Exercise brief: In the records below, how many lines hold the string "BriefContext"? Give only the number.

Records contained in a dataset
- Opening Delimiter -

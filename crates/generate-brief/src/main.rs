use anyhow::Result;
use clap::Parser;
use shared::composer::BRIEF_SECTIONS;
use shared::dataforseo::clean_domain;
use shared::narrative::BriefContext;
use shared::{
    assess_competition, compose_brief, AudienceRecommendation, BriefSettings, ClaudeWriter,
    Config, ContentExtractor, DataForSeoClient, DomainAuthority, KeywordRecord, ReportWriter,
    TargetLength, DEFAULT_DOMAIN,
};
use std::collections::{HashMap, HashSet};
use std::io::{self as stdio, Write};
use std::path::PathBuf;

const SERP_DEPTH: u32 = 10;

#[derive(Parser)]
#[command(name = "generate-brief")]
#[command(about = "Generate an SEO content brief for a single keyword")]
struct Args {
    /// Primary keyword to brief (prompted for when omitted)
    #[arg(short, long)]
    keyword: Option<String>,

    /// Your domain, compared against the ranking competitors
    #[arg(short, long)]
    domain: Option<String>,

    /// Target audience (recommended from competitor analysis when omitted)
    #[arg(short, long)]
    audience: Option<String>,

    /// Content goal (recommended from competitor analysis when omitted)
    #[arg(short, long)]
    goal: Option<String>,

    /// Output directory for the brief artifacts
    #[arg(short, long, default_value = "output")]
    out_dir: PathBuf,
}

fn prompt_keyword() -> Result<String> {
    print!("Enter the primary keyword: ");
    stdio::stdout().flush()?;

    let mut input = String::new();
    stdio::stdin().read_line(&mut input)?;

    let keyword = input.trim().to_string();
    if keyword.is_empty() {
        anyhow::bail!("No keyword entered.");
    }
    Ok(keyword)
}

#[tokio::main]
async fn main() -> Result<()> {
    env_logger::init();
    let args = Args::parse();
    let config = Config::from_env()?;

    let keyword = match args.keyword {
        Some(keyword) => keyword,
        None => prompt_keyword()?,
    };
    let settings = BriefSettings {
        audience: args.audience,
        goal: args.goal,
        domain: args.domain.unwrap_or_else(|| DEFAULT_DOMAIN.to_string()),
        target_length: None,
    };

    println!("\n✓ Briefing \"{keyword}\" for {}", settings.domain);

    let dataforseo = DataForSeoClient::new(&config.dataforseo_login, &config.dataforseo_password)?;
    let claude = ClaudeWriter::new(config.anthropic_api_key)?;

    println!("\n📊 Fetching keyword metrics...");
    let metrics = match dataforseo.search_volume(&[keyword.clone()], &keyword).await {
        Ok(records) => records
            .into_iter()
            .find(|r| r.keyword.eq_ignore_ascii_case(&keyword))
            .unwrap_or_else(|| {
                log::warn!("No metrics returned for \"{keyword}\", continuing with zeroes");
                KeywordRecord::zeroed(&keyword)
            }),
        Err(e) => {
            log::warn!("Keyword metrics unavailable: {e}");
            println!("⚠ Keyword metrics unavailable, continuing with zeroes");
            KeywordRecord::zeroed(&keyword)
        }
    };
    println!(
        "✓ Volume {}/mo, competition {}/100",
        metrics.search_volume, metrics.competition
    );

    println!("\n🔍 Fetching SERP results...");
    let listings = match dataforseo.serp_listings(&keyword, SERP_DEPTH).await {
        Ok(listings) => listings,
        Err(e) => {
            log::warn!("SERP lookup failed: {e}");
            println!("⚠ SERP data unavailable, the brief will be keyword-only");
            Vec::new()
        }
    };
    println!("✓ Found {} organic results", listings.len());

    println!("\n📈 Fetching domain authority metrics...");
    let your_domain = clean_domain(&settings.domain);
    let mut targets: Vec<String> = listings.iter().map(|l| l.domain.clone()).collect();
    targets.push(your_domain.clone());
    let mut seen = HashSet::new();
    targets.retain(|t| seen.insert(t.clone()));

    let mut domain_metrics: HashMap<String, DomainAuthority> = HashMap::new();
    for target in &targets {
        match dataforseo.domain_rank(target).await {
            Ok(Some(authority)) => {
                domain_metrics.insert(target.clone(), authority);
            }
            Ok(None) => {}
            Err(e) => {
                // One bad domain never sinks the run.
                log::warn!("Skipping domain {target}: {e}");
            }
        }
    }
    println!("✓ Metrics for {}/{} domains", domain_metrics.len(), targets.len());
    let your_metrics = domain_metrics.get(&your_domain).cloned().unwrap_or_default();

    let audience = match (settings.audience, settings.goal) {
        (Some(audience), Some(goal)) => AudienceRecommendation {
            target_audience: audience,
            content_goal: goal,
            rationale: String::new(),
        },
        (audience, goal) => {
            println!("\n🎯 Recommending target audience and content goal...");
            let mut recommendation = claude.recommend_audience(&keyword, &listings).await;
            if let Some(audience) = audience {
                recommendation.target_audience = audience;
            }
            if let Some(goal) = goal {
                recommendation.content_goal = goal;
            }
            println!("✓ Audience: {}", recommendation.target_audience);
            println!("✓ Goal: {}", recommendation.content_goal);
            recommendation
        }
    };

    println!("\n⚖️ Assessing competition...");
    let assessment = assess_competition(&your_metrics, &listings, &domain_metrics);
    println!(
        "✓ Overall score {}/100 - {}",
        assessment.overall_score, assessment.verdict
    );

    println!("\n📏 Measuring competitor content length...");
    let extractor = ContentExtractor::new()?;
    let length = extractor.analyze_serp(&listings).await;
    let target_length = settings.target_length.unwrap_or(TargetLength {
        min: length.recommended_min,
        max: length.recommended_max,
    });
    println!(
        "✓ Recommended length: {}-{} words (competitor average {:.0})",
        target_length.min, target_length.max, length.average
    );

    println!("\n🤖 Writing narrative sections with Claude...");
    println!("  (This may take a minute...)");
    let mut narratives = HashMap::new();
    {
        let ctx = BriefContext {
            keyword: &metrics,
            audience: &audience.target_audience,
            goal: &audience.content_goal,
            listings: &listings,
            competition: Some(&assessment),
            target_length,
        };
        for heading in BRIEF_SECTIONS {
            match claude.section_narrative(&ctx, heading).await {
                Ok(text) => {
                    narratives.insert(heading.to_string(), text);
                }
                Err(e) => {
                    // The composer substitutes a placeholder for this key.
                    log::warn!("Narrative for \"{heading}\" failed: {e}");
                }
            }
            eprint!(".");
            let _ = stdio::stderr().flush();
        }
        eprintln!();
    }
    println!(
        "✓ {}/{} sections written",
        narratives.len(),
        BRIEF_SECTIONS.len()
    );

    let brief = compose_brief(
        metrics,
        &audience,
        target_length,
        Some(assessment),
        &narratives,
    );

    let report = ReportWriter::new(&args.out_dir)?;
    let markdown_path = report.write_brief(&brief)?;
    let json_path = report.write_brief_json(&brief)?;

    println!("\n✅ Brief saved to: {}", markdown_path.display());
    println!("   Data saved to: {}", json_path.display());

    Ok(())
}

- Closing Delimiter -
- Opening Delimiter -

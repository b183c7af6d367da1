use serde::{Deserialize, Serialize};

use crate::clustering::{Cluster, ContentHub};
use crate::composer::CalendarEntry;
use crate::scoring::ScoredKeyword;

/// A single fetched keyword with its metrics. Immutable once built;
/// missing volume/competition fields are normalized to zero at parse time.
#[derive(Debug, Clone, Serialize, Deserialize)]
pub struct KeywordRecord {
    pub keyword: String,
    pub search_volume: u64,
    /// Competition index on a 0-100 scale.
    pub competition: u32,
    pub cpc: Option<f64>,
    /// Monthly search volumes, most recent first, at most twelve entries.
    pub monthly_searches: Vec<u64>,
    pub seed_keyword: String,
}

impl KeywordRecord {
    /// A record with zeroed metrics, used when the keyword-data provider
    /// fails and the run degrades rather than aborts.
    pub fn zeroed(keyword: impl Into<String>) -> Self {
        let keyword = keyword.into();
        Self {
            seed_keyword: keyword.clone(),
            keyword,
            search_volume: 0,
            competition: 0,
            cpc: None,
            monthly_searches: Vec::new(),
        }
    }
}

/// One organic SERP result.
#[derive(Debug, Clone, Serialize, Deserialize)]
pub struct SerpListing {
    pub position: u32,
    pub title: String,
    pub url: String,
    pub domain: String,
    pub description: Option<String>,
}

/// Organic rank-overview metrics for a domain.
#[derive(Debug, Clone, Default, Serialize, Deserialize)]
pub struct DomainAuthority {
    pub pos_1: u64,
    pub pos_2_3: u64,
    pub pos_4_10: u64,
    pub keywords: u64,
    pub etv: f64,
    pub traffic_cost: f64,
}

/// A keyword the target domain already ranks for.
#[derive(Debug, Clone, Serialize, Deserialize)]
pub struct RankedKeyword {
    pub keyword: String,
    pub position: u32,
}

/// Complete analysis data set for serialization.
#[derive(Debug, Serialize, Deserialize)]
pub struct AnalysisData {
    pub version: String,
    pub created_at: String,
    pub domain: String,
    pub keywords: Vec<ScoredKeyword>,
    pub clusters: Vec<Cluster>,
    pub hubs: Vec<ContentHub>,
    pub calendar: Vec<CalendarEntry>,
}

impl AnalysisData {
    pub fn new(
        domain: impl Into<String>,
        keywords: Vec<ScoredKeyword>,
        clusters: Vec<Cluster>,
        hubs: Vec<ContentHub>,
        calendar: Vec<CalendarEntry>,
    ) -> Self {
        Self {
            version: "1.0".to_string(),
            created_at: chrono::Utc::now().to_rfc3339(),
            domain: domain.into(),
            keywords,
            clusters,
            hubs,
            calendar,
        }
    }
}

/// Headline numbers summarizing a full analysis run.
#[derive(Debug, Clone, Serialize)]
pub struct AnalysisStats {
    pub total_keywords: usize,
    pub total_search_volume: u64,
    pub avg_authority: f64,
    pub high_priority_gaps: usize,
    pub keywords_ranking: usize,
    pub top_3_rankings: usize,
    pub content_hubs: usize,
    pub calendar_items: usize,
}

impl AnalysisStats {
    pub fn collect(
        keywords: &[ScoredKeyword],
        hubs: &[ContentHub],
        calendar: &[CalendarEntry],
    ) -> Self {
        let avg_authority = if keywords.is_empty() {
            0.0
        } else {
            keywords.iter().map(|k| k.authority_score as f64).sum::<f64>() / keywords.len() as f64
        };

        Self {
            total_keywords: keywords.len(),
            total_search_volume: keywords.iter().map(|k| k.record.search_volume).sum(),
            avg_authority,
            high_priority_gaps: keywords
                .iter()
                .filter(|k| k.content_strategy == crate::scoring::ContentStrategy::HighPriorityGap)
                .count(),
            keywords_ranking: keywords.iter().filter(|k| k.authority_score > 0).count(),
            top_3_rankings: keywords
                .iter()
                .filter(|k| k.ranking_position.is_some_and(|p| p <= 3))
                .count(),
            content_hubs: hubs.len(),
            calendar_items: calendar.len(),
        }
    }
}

- Closing Delimiter -

Task answer: 2